Segment Start: SUPPLIED RECORDS

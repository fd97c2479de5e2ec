//! Fuzz target for numeral text decoding
//!
//! Feeds arbitrary text to every decoder in every layout to find:
//! - Panics on malformed digits or odd lengths
//! - Overflows in chunk accumulation
//! - Encode/decode disagreement on accepted input
//!
//! The fuzzer should NEVER panic. Invalid text must come back as an error.

#![no_main]

use arbitrary::Arbitrary;
use libfuzzer_sys::fuzz_target;
use tessera_bignum::{BigInt, Case, Endianness, NumeralFormat, Radix};

#[derive(Debug, Arbitrary)]
struct DecodeInput {
    text: String,
    radix: u8,
    little_endian: bool,
    width: u8,
    pad: char,
}

fuzz_target!(|input: DecodeInput| {
    let radix = match input.radix % 3 {
        0 => Radix::Binary,
        1 => Radix::Decimal,
        _ => Radix::Hexadecimal,
    };
    let order = if input.little_endian { Endianness::Little } else { Endianness::Big };
    let format = NumeralFormat::default()
        .with_radix(radix)
        .with_order(order)
        .with_case(Case::Lower)
        .with_width(usize::from(input.width), input.pad);

    let Ok(value) = BigInt::from_text(&input.text, &format) else {
        return;
    };

    // Anything accepted must render and parse back to the same number
    let text = value.to_text(&format).expect("accepted value renders");
    if !input.pad.is_ascii_alphanumeric() {
        let again = BigInt::from_text(&text, &format).expect("rendered text parses");
        assert_eq!(again, value);
    }
});
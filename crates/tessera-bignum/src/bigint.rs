//! Signed arbitrary-precision integers on top of [`tessera_handle::Handle`].
//!
//! [`BigNum`] is generic over the handle capability, which gives four
//! flavors from one implementation:
//!
//! | alias        | capability    | what it is                                  |
//! |--------------|---------------|---------------------------------------------|
//! | `BigInt`     | `Owned`       | an ordinary owned value                     |
//! | `BigIntConst`| `OwnedConst`  | an owned value frozen against mutation      |
//! | `BigIntRef`  | `Borrowed`    | a read-only view of an `Mpi` owned elsewhere|
//! | `BigIntMut`  | `BorrowedMut` | a mutable alias of an `Mpi` owned elsewhere |
//!
//! Read-only operations exist for every flavor. In-place mutation exists
//! only for `BigInt` and `BigIntMut`.

use std::{cmp::Ordering, fmt};

use tessera_handle::{Borrowed, BorrowedMut, Capability, Handle, Mutable, Owned, OwnedConst};

use crate::{
    codec::Endianness,
    error::{BigIntError, Result},
    kernel,
    mpi::{LIMB_BITS, LIMB_BYTES, Limb, Mpi, MpiAllocator, Sign},
    operand::{Operand, OperandValue},
};

/// Signed big integer behind a handle with capability `C`.
pub struct BigNum<'a, C: Capability = Owned> {
    handle: Handle<'a, MpiAllocator, C>,
}

/// Owned, mutable big integer.
pub type BigInt = BigNum<'static, Owned>;

/// Owned big integer that can no longer change.
pub type BigIntConst = BigNum<'static, OwnedConst>;

/// Read-only view of an [`Mpi`] owned elsewhere.
pub type BigIntRef<'a> = BigNum<'a, Borrowed>;

/// Mutable alias of an [`Mpi`] owned elsewhere. Never frees.
pub type BigIntMut<'a> = BigNum<'a, BorrowedMut>;

impl BigInt {
    /// Zero, allocated through [`MpiAllocator`].
    pub fn new() -> Result<Self> {
        Ok(Self { handle: Handle::new()? })
    }

    /// Zero.
    #[must_use]
    pub fn zero() -> Self {
        Self::from_mpi(Mpi::default())
    }

    /// Take ownership of an `Mpi`.
    #[must_use]
    pub fn from_mpi(mpi: Mpi) -> Self {
        Self { handle: Handle::adopt(Box::new(mpi)) }
    }

    /// An empty (null) big integer. Every operation on it fails with
    /// `InvalidHandle`.
    #[must_use]
    pub fn null() -> Self {
        Self { handle: Handle::empty() }
    }

    pub(crate) fn from_parts(sign: Sign, limbs: Vec<Limb>) -> Self {
        Self::from_mpi(Mpi::from_parts(sign, limbs))
    }

    /// Build from a magnitude in `bytes`, a sign, and the byte order of
    /// `bytes`.
    ///
    /// Little-endian input is zero-extended to the next limb boundary.
    /// Big-endian input is read most-significant byte first whatever its
    /// length. A negative sign on a zero magnitude yields positive zero.
    pub fn from_bytes(bytes: &[u8], sign: Sign, order: Endianness) -> Result<Self> {
        let mut limbs = kernel::buffer(bytes.len().div_ceil(LIMB_BYTES))?;

        let mut place = |index: usize, byte: u8| {
            limbs[index / LIMB_BYTES] |= Limb::from(byte) << (8 * (index % LIMB_BYTES));
        };
        match order {
            Endianness::Little => bytes.iter().enumerate().for_each(|(i, &b)| place(i, b)),
            Endianness::Big => bytes.iter().rev().enumerate().for_each(|(i, &b)| place(i, b)),
        }

        Ok(Self::from_parts(sign, limbs))
    }

    /// Give up the handle and return the `Mpi` inside.
    pub fn into_mpi(mut self) -> Result<Mpi> {
        Ok(*self.handle.release()?)
    }

    /// Freeze into a [`BigIntConst`].
    #[must_use]
    pub fn freeze(self) -> BigIntConst {
        BigNum { handle: self.handle.freeze() }
    }
}
//! Serde support: big integers travel as signed decimal strings.

use std::fmt;

use serde::{Deserialize, Deserializer, Serialize, Serializer, de};

use crate::bigint::BigInt;

impl Serialize for BigInt {
    fn serialize<S: Serializer>(&self, serializer: S) -> Result<S::Ok, S::Error> {
        let text = self.to_text(&crate::NumeralFormat::decimal()).map_err(serde::ser::Error::custom)?;
        serializer.serialize_str(&text)
    }
}

struct DecimalVisitor;

impl de::Visitor<'_> for DecimalVisitor {
    type Value = BigInt;

    fn expecting(&self, f: &mut fmt::Formatter<'_>) -> fmt::Result {
        f.write_str("a signed decimal integer string")
    }

    fn visit_str<E: de::Error>(self, value: &str) -> Result<BigInt, E> {
        value.parse().map_err(E::custom)
    }
}

impl<'de> Deserialize<'de> for BigInt {
    fn deserialize<D: Deserializer<'de>>(deserializer: D) -> Result<Self, D::Error> {
        deserializer.deserialize_str(DecimalVisitor)
    }
}
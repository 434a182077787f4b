//! Pass-consistent clock for documentation templates.
//!
//! Every date shown on one generated page must read the same, even when the
//! template asks for "now" in several places, so the clock freezes at its
//! first reading.

use std::collections::HashMap;
use std::sync::Arc;

use chrono::{DateTime, Duration, Months, Utc};
use once_cell::sync::OnceCell;
use tera::{Function, Result as TeraResult, Value};

use crate::error::{StyleguideError, StyleguideResult};

/// A clock frozen at its first reading.
///
/// The instant is captured lazily on the first call to [`now`](Self::now) and
/// reused for every later call on the same instance (clones share the same
/// instant). Scoping is the owner's choice: construct one clock per render
/// pass for a per-pass timestamp, or share one across passes to reproduce the
/// process-lifetime freeze of older single-request-per-process deployments.
#[derive(Debug, Clone, Default)]
pub struct FrozenClock {
	instant: Arc<OnceCell<DateTime<Utc>>>,
}

impl FrozenClock {
	/// Creates a clock that will freeze at its first reading.
	pub fn new() -> Self {
		Self::default()
	}

	/// Creates a clock frozen at a known instant, for deterministic output.
	pub fn fixed(instant: DateTime<Utc>) -> Self {
		let cell = OnceCell::new();
		let _ = cell.set(instant);
		Self {
			instant: Arc::new(cell),
		}
	}

	/// The frozen instant, captured now if this is the first reading.
	pub fn now(&self) -> DateTime<Utc> {
		*self.instant.get_or_init(Utc::now)
	}
}

/// Applies a relative modifier such as `"+1 day"` or `"-2 weeks +3 hours"`
/// to `base`, returning the shifted instant.
///
/// A modifier is one or more whitespace-separated clauses, each a signed
/// count followed by a unit (`sec`/`second`, `min`/`minute`, `hour`, `day`,
/// `week`, `fortnight`, `month`, `year`, singular or plural, any case).
/// Month and year clauses use calendar arithmetic, clamping to the end of
/// shorter months.
///
/// # Examples
///
/// ```
/// use chrono::{TimeZone, Utc};
/// use styleguide_templates::apply_modifier;
///
/// let base = Utc.with_ymd_and_hms(2024, 5, 1, 12, 0, 0).unwrap();
/// let shifted = apply_modifier(base, "+1 day").unwrap();
/// assert_eq!(shifted, Utc.with_ymd_and_hms(2024, 5, 2, 12, 0, 0).unwrap());
/// ```
pub fn apply_modifier(base: DateTime<Utc>, modifier: &str) -> StyleguideResult<DateTime<Utc>> {
	let invalid = || StyleguideError::InvalidModifier(modifier.to_string());

	let mut result = base;
	let mut tokens = modifier.split_whitespace();
	let mut seen_clause = false;
	while let Some(count) = tokens.next() {
		let count: i64 = count.parse().map_err(|_| invalid())?;
		let unit = tokens.next().ok_or_else(invalid)?;
		result = shift(result, count, unit, modifier)?;
		seen_clause = true;
	}

	if !seen_clause {
		return Err(invalid());
	}
	Ok(result)
}

fn shift(
	base: DateTime<Utc>,
	count: i64,
	unit: &str,
	modifier: &str,
) -> StyleguideResult<DateTime<Utc>> {
	let out_of_range = || StyleguideError::DatetimeOutOfRange(modifier.to_string());

	let unit = unit.to_ascii_lowercase();
	let delta = match unit.trim_end_matches('s') {
		"sec" | "second" => Duration::try_seconds(count),
		"min" | "minute" => Duration::try_minutes(count),
		"hour" => Duration::try_hours(count),
		"day" => Duration::try_days(count),
		"week" => Duration::try_weeks(count),
		"fortnight" => count.checked_mul(2).and_then(Duration::try_weeks),
		"month" => return shift_months(base, count).ok_or_else(out_of_range),
		"year" => {
			return count
				.checked_mul(12)
				.and_then(|months| shift_months(base, months))
				.ok_or_else(out_of_range);
		}
		_ => return Err(StyleguideError::InvalidModifier(modifier.to_string())),
	};

	let delta = delta.ok_or_else(out_of_range)?;
	base.checked_add_signed(delta).ok_or_else(out_of_range)
}

// Calendar-aware month arithmetic; Jan 31 plus one month clamps to the last
// day of February.
fn shift_months(base: DateTime<Utc>, count: i64) -> Option<DateTime<Utc>> {
	let months = u32::try_from(count.unsigned_abs()).ok().map(Months::new)?;
	if count >= 0 {
		base.checked_add_months(months)
	} else {
		base.checked_sub_months(months)
	}
}

/// Tera function behind `get_current_datetime`.
///
/// Returns the frozen instant as an RFC 3339 string; the optional `modify`
/// argument shifts a copy without touching the frozen base.
///
/// ```tera
/// {{ get_current_datetime() }}
/// {{ get_current_datetime(modify="+1 day") }}
/// ```
#[derive(Debug, Clone)]
pub struct CurrentDatetime {
	clock: FrozenClock,
}

impl CurrentDatetime {
	/// Creates the function reading from `clock`.
	pub fn new(clock: FrozenClock) -> Self {
		Self { clock }
	}
}

impl Function for CurrentDatetime {
	fn call(&self, args: &HashMap<String, Value>) -> TeraResult<Value> {
		let base = self.clock.now();
		let datetime = match args.get("modify").and_then(Value::as_str) {
			Some(modifier) if !modifier.trim().is_empty() => apply_modifier(base, modifier)
				.map_err(|e| tera::Error::chain("get_current_datetime", e))?,
			_ => base,
		};
		Ok(Value::String(datetime.to_rfc3339()))
	}
}
//! Icon listing for style-guide icon overview pages.

use std::collections::HashMap;
use std::fs;
use std::path::{Path, PathBuf};

use tera::{Function, Result as TeraResult, Value};
use tracing::debug;

/// Returns the names of the icons in `<root>/images/icons/<category>`,
/// without the `.svg` extension.
///
/// An empty `category` lists the icons root itself. A missing category
/// directory yields an empty list, never an error. Dot-entries are skipped,
/// subdirectories are not descended into, and non-`.svg` entries pass through
/// with their name unchanged. Entries come back in directory enumeration
/// order; callers that need a stable order sort themselves.
pub fn icon_names(root: &Path, category: &str) -> Vec<String> {
	let dir = root.join("images").join("icons").join(category);
	let entries = match fs::read_dir(&dir) {
		Ok(entries) => entries,
		Err(_) => {
			debug!(directory = %dir.display(), "icon directory missing, returning no icons");
			return Vec::new();
		}
	};

	entries
		.filter_map(|entry| entry.ok())
		.filter_map(|entry| entry.file_name().into_string().ok())
		.filter(|name| !name.starts_with('.'))
		.map(|name| {
			let stem = name.strip_suffix(".svg").map(str::to_string);
			stem.unwrap_or(name)
		})
		.collect()
}

/// Tera function behind `icon_list` and `icons`.
///
/// Both registered names share this one implementation; the duplicate name is
/// kept for templates written against the older extension.
///
/// ```tera
/// {% for icon in icon_list(category="social") %}
///   {{ icon }}
/// {% endfor %}
/// ```
#[derive(Debug, Clone)]
pub struct IconList {
	root: PathBuf,
}

impl IconList {
	/// Creates the function for a style-guide rooted at `root`.
	pub fn new(root: impl Into<PathBuf>) -> Self {
		Self { root: root.into() }
	}
}

impl Function for IconList {
	fn call(&self, args: &HashMap<String, Value>) -> TeraResult<Value> {
		let category = args.get("category").and_then(Value::as_str).unwrap_or("");
		let names = icon_names(&self.root, category)
			.into_iter()
			.map(Value::String)
			.collect();
		Ok(Value::Array(names))
	}
}

#[cfg(test)]
mod tests {
	use super::*;
	use std::fs::File;
	use tempfile::TempDir;

	fn styleguide_with_icons(files: &[&str]) -> TempDir {
		let dir = TempDir::new().unwrap();
		let icons = dir.path().join("images").join("icons");
		fs::create_dir_all(&icons).unwrap();
		for file in files {
			File::create(icons.join(file)).unwrap();
		}
		dir
	}

	fn sorted(mut names: Vec<String>) -> Vec<String> {
		names.sort();
		names
	}

	#[test]
	fn test_strips_svg_extension() {
		let dir = styleguide_with_icons(&["arrow.svg", "cross.svg"]);

		let names = sorted(icon_names(dir.path(), ""));
		assert_eq!(names, vec!["arrow", "cross"]);
	}

	#[test]
	fn test_non_svg_files_keep_their_name() {
		let dir = styleguide_with_icons(&["a.svg", "b.svg", "c.txt"]);

		let names = sorted(icon_names(dir.path(), ""));
		assert_eq!(names, vec!["a", "b", "c.txt"]);
	}

	#[test]
	fn test_missing_category_yields_empty_list() {
		let dir = styleguide_with_icons(&["a.svg"]);

		assert!(icon_names(dir.path(), "missing-category").is_empty());
	}

	#[test]
	fn test_missing_root_yields_empty_list() {
		let dir = TempDir::new().unwrap();

		assert!(icon_names(dir.path(), "").is_empty());
	}

	#[test]
	fn test_dot_files_are_skipped() {
		let dir = styleguide_with_icons(&["visible.svg", ".hidden.svg", ".DS_Store"]);

		let names = sorted(icon_names(dir.path(), ""));
		assert_eq!(names, vec!["visible"]);
	}

	#[test]
	fn test_category_subdirectory() {
		let dir = styleguide_with_icons(&["root.svg"]);
		let social = dir.path().join("images").join("icons").join("social");
		fs::create_dir_all(&social).unwrap();
		File::create(social.join("twitter.svg")).unwrap();

		let names = icon_names(dir.path(), "social");
		assert_eq!(names, vec!["twitter"]);
	}

	#[test]
	fn test_function_defaults_to_root_category() {
		let dir = styleguide_with_icons(&["a.svg"]);
		let function = IconList::new(dir.path());

		let result = function.call(&HashMap::new()).unwrap();
		assert_eq!(result, Value::Array(vec![Value::String("a".to_string())]));
	}

	#[test]
	fn test_function_missing_category_is_not_an_error() {
		let dir = TempDir::new().unwrap();
		let function = IconList::new(dir.path());

		let mut args = HashMap::new();
		args.insert("category".to_string(), Value::String("nope".to_string()));

		let result = function.call(&args).unwrap();
		assert_eq!(result, Value::Array(Vec::new()));
	}
}
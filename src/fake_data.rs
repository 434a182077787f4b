//! Demo-content generation for style-guide pages.
//!
//! Pages that demonstrate list components, cards, or forms need plausible
//! content; templates read it from a `faker` global rather than hard-coding
//! lorem ipsum.

use fake::Fake;
use fake::faker::address::en::{CityName, StreetName};
use fake::faker::company::en::{Buzzword, CompanyName};
use fake::faker::internet::en::SafeEmail;
use fake::faker::lorem::en::{Paragraph, Sentence, Words};
use fake::faker::name::en::{FirstName, LastName, Name};
use fake::faker::phone_number::en::PhoneNumber;
use serde_json::json;
use tera::Value;

/// Source of fake demo data for templates.
///
/// Injected as an optional dependency of the extension at construction time;
/// when absent, templates simply get no `faker` global.
pub trait FakeDataProvider: Send + Sync {
	/// A freshly generated set of demo values.
	///
	/// Called once per globals lookup; values are not cached, so two render
	/// passes see different demo content.
	fn generate(&self) -> Value;
}

/// Default provider backed by the `fake` crate.
#[derive(Debug, Clone, Copy, Default)]
pub struct FakerProvider;

impl FakerProvider {
	/// Creates the default provider.
	pub fn new() -> Self {
		Self
	}
}

impl FakeDataProvider for FakerProvider {
	fn generate(&self) -> Value {
		let words: Vec<String> = Words(3..8).fake();
		json!({
			"name": Name().fake::<String>(),
			"first_name": FirstName().fake::<String>(),
			"last_name": LastName().fake::<String>(),
			"email": SafeEmail().fake::<String>(),
			"company": CompanyName().fake::<String>(),
			"buzzword": Buzzword().fake::<String>(),
			"city": CityName().fake::<String>(),
			"street": StreetName().fake::<String>(),
			"phone": PhoneNumber().fake::<String>(),
			"sentence": Sentence(4..10).fake::<String>(),
			"paragraph": Paragraph(2..5).fake::<String>(),
			"words": words,
		})
	}
}
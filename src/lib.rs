//! # Styleguide Templates
//!
//! Tera helpers for style-guide and component documentation pages.
//!
//! Templates get functions to list icon assets, load YAML fixture data, show
//! a component next to its HTML source, read a pass-consistent clock, query
//! the host's color palette, and embed inline SVG. An optional fake-data
//! provider surfaces as a `faker` global for demo content.
//!
//! ## Registered functions
//!
//! | Name | Behavior |
//! |------|----------|
//! | `icon_list`, `icons` | icon names under `<root>/images/icons/<category>` |
//! | `load_data` | YAML fixture from `<root>/data/<type>.yml` |
//! | `get_current_datetime` | frozen clock, optional relative `modify` |
//! | `get_ui_and_html`, `ui_and_html` | markup plus its escaped source |
//! | `color_groups`, `luminance` | color-service passthroughs (when injected) |
//! | `embed_svg` | inline SVG markup (when injected) |
//!
//! ## Example
//!
//! ```rust
//! use styleguide_templates::{StyleguideConfig, StyleguideExtension};
//! use tera::Tera;
//!
//! let mut tera = Tera::default();
//! let extension = StyleguideExtension::new(StyleguideConfig::new("htmldev"));
//! extension.register_functions(&mut tera);
//!
//! tera.add_raw_template("snippet", r#"{{ get_ui_and_html(html="<b>hi</b>") }}"#)
//!     .unwrap();
//! let page = tera.render("snippet", &extension.globals()).unwrap();
//! assert!(page.contains("&lt;b&gt;hi&lt;/b&gt;"));
//! ```

pub mod clock;
pub mod colors;
pub mod config;
pub mod error;
pub mod escaping;
pub mod fake_data;
pub mod fixtures;
pub mod icons;
pub mod snippets;

pub use clock::{CurrentDatetime, FrozenClock, apply_modifier};
pub use colors::{ColorGroups, ColorService, EmbedSvg, Luminance, SvgService};
pub use config::StyleguideConfig;
pub use error::{StyleguideError, StyleguideResult};
pub use escaping::escape_html;
pub use fake_data::{FakeDataProvider, FakerProvider};
pub use fixtures::{LoadData, load_fixture};
pub use icons::{IconList, icon_names};
pub use snippets::{UiAndHtml, render_with_source};

use std::sync::Arc;

use tera::{Context, Tera};

/// The style-guide template extension.
///
/// Bundles the configuration, the pass-scoped clock, and the optional
/// collaborator handles, and registers every helper function on a [`Tera`]
/// instance.
///
/// The clock freezes at its first reading, so the extension's lifetime
/// decides the clock's scope: construct one extension per render pass (the
/// recommended setup for a long-lived server) and every date on the produced
/// page reads the same; share one extension across passes and the freeze
/// spans them all, like the original single-request-per-process deployments.
pub struct StyleguideExtension {
	config: StyleguideConfig,
	clock: FrozenClock,
	colors: Option<Arc<dyn ColorService>>,
	svg: Option<Arc<dyn SvgService>>,
	fake_data: Option<Arc<dyn FakeDataProvider>>,
}

impl StyleguideExtension {
	/// Creates an extension with no collaborators and a fresh clock.
	pub fn new(config: StyleguideConfig) -> Self {
		Self {
			config,
			clock: FrozenClock::new(),
			colors: None,
			svg: None,
			fake_data: None,
		}
	}

	/// Replaces the clock, e.g. with [`FrozenClock::fixed`] for deterministic
	/// pages.
	pub fn with_clock(mut self, clock: FrozenClock) -> Self {
		self.clock = clock;
		self
	}

	/// Injects the color-palette collaborator, enabling `color_groups` and
	/// `luminance`.
	pub fn with_color_service(mut self, service: Arc<dyn ColorService>) -> Self {
		self.colors = Some(service);
		self
	}

	/// Injects the SVG collaborator, enabling `embed_svg`.
	pub fn with_svg_service(mut self, service: Arc<dyn SvgService>) -> Self {
		self.svg = Some(service);
		self
	}

	/// Injects the fake-data provider, enabling the `faker` global.
	pub fn with_fake_data(mut self, provider: Arc<dyn FakeDataProvider>) -> Self {
		self.fake_data = Some(provider);
		self
	}

	/// The extension's clock.
	pub fn clock(&self) -> &FrozenClock {
		&self.clock
	}

	/// Registers every helper function on `tera`.
	///
	/// `icon_list`/`icons` and `get_ui_and_html`/`ui_and_html` are two names
	/// for one implementation each; the older names are kept for existing
	/// templates. Collaborator functions are only registered when the
	/// corresponding service was injected.
	pub fn register_functions(&self, tera: &mut Tera) {
		tera.register_function("icon_list", IconList::new(self.config.root.clone()));
		tera.register_function("icons", IconList::new(self.config.root.clone()));
		tera.register_function("load_data", LoadData::new(self.config.root.clone()));
		tera.register_function("get_current_datetime", CurrentDatetime::new(self.clock.clone()));
		tera.register_function("get_ui_and_html", UiAndHtml);
		tera.register_function("ui_and_html", UiAndHtml);

		if let Some(colors) = &self.colors {
			tera.register_function("color_groups", ColorGroups::new(Arc::clone(colors)));
			tera.register_function("luminance", Luminance::new(Arc::clone(colors)));
		}
		if let Some(svg) = &self.svg {
			tera.register_function("embed_svg", EmbedSvg::new(Arc::clone(svg)));
		}
	}

	/// Template globals: a fresh `faker` value when a provider was injected,
	/// otherwise an empty context.
	pub fn globals(&self) -> Context {
		let mut context = Context::new();
		if let Some(provider) = &self.fake_data {
			context.insert("faker", &provider.generate());
		}
		context
	}
}
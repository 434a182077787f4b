//! Configuration for the style-guide helpers.

use std::path::PathBuf;

use serde::{Deserialize, Serialize};

/// Location of the style-guide asset tree.
///
/// Icons are read from `<root>/images/icons/` and fixtures from
/// `<root>/data/`.
#[derive(Debug, Clone, Serialize, Deserialize)]
pub struct StyleguideConfig {
	/// Root directory of the style-guide assets.
	pub root: PathBuf,
}

impl StyleguideConfig {
	/// Creates a configuration rooted at `root`.
	///
	/// # Examples
	///
	/// ```
	/// use styleguide_templates::StyleguideConfig;
	///
	/// let config = StyleguideConfig::new("htmldev");
	/// assert_eq!(config.root.to_str(), Some("htmldev"));
	/// ```
	pub fn new(root: impl Into<PathBuf>) -> Self {
		Self { root: root.into() }
	}
}

impl Default for StyleguideConfig {
	fn default() -> Self {
		Self::new("htmldev")
	}
}
//! YAML fixture loading for demo content.
//!
//! Style-guide pages are populated from static YAML files under
//! `<root>/data/` rather than from a real backend.

use std::collections::HashMap;
use std::fs;
use std::path::{Path, PathBuf};

use tera::{Function, Result as TeraResult, Value};
use tracing::debug;

use crate::error::StyleguideResult;

/// Loads `<root>/data/<kind>.yml` into a generic value tree.
///
/// A missing fixture file is a normal condition and yields an empty array; a
/// fixture that exists but does not parse is an error. The parsed tree is
/// passed through unmodified, so templates see exactly the mapping, sequence
/// or scalar structure the file declares.
pub fn load_fixture(root: &Path, kind: &str) -> StyleguideResult<Value> {
	let path = root.join("data").join(format!("{kind}.yml"));
	if !path.is_file() {
		debug!(fixture = %path.display(), "fixture file missing, returning empty data");
		return Ok(Value::Array(Vec::new()));
	}

	let content = fs::read_to_string(&path)?;
	let value = serde_yaml::from_str(&content)?;
	Ok(value)
}

/// Tera function behind `load_data`.
///
/// ```tera
/// {% set colors = load_data(type="colors") %}
/// ```
#[derive(Debug, Clone)]
pub struct LoadData {
	root: PathBuf,
}

impl LoadData {
	/// Creates the function for a style-guide rooted at `root`.
	pub fn new(root: impl Into<PathBuf>) -> Self {
		Self { root: root.into() }
	}
}

impl Function for LoadData {
	fn call(&self, args: &HashMap<String, Value>) -> TeraResult<Value> {
		let kind = args
			.get("type")
			.and_then(Value::as_str)
			.ok_or_else(|| tera::Error::msg("load_data requires a 'type' argument"))?;
		load_fixture(&self.root, kind)
			.map_err(|e| tera::Error::chain(format!("failed to load fixture {kind:?}"), e))
	}
}
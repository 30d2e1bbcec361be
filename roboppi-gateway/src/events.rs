//! The lazy event sequence consumers drain for observability (spec.md
//! §4.6): finite, ending once both of the worker's streams close.

use roboppi_common::WorkerEvent;
use tokio::sync::broadcast;

pub struct WorkerEventStream {
    rx: broadcast::Receiver<WorkerEvent>,
}

impl WorkerEventStream {
    pub(crate) fn new(rx: broadcast::Receiver<WorkerEvent>) -> Self {
        Self { rx }
    }

    /// Returns the next event, or `None` once the adapter has closed the
    /// channel (both stdio streams ended and the final result was sent).
    /// Lagged events are skipped rather than surfaced as an error, since a
    /// slow consumer losing a progress update is not fatal — the terminal
    /// `WorkerResult` still carries the complete observation log.
    pub async fn next(&mut self) -> Option<WorkerEvent> {
        loop {
            match self.rx.recv().await {
                Ok(event) => return Some(event),
                Err(broadcast::error::RecvError::Lagged(_)) => continue,
                Err(broadcast::error::RecvError::Closed) => return None,
            }
        }
    }
}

Segment End: SUPPLIED RECORDS

> ACTION ITEM
Sift the material for lines with the string "DecimalVisitor". Copy each one found.

> TASK RESULT
struct DecimalVisitor;
impl de::Visitor<'_> for DecimalVisitor {
        deserializer.deserialize_str(DecimalVisitor)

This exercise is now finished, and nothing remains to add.